* _Instructions to follow_: Search the data below for "position"; list each line that holds it.

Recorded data
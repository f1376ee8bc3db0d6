// Embedded confusable data compiled by build.rs from assets/data/confusables.txt.

include!(concat!(env!("OUT_DIR"), "/confusables_gen.rs"));
use std::path::PathBuf;

use thiserror::Error;

/// Failure to construct or install a confusable table.
///
/// Classification itself never fails; every error here happens while the
/// table is being built, before any query can be answered.
#[derive(Error, Debug)]
pub enum TableError {
    #[error("failed to read {}: {source}", .path.display())]
    Io {
        path: PathBuf,
        source: std::io::Error,
    },
    #[error("line {line}: expected `<source> ; <skeleton>`")]
    MissingSeparator { line: usize },
    #[error("line {line}: invalid codepoint `{token}`")]
    InvalidCodepoint { line: usize, token: String },
    #[error("entry {position}: empty source sequence")]
    EmptySource { position: usize },
    #[error("invalid table config: {0}")]
    Config(#[from] serde_yaml::Error),
    #[error("confusable table already initialized")]
    AlreadyInitialized,
}

pub type Result<T> = std::result::Result<T, TableError>;
//! Process-wide table installation. Kept in its own test binary because the
//! global table can only be initialized once per process.

use std::fs;

use tempfile::TempDir;

use lookalike_core::config::{self, CONFIG_ENV};
use lookalike_core::table;
use lookalike_core::{is_confusing, rectify_confusion, ConfusableTable, TableError};

#[test]
fn test_install_from_env_then_reject_second_install() {
    let tmp = TempDir::new().expect("create temp dir");
    fs::write(tmp.path().join("extra.txt"), "2C9F ; 006F\n").unwrap();
    let config_path = tmp.path().join("lookalike.yaml");
    fs::write(&config_path, "tables: [extra.txt]\n").unwrap();
    std::env::set_var(CONFIG_ENV, &config_path);

    let installed = config::install_from_env().unwrap();
    assert_eq!(installed.len(), ConfusableTable::builtin().len() + 1);
    assert!(std::ptr::eq(installed, table::global()));

    // Free functions now see both built-in and configured entries
    assert!(is_confusing("g\u{2C9F}\u{2C9F}gle"));
    assert_eq!(rectify_confusion("g\u{2C9F}\u{03BF}gle"), "google");

    let err = table::install(ConfusableTable::default()).unwrap_err();
    assert!(matches!(err, TableError::AlreadyInitialized));
    // The first table stays in place
    assert!(is_confusing("p\u{0430}ypal"));

    std::env::remove_var(CONFIG_ENV);
}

* _Answer space_:
    #[error("entry {position}: empty source sequence")]
    EmptySource { position: usize },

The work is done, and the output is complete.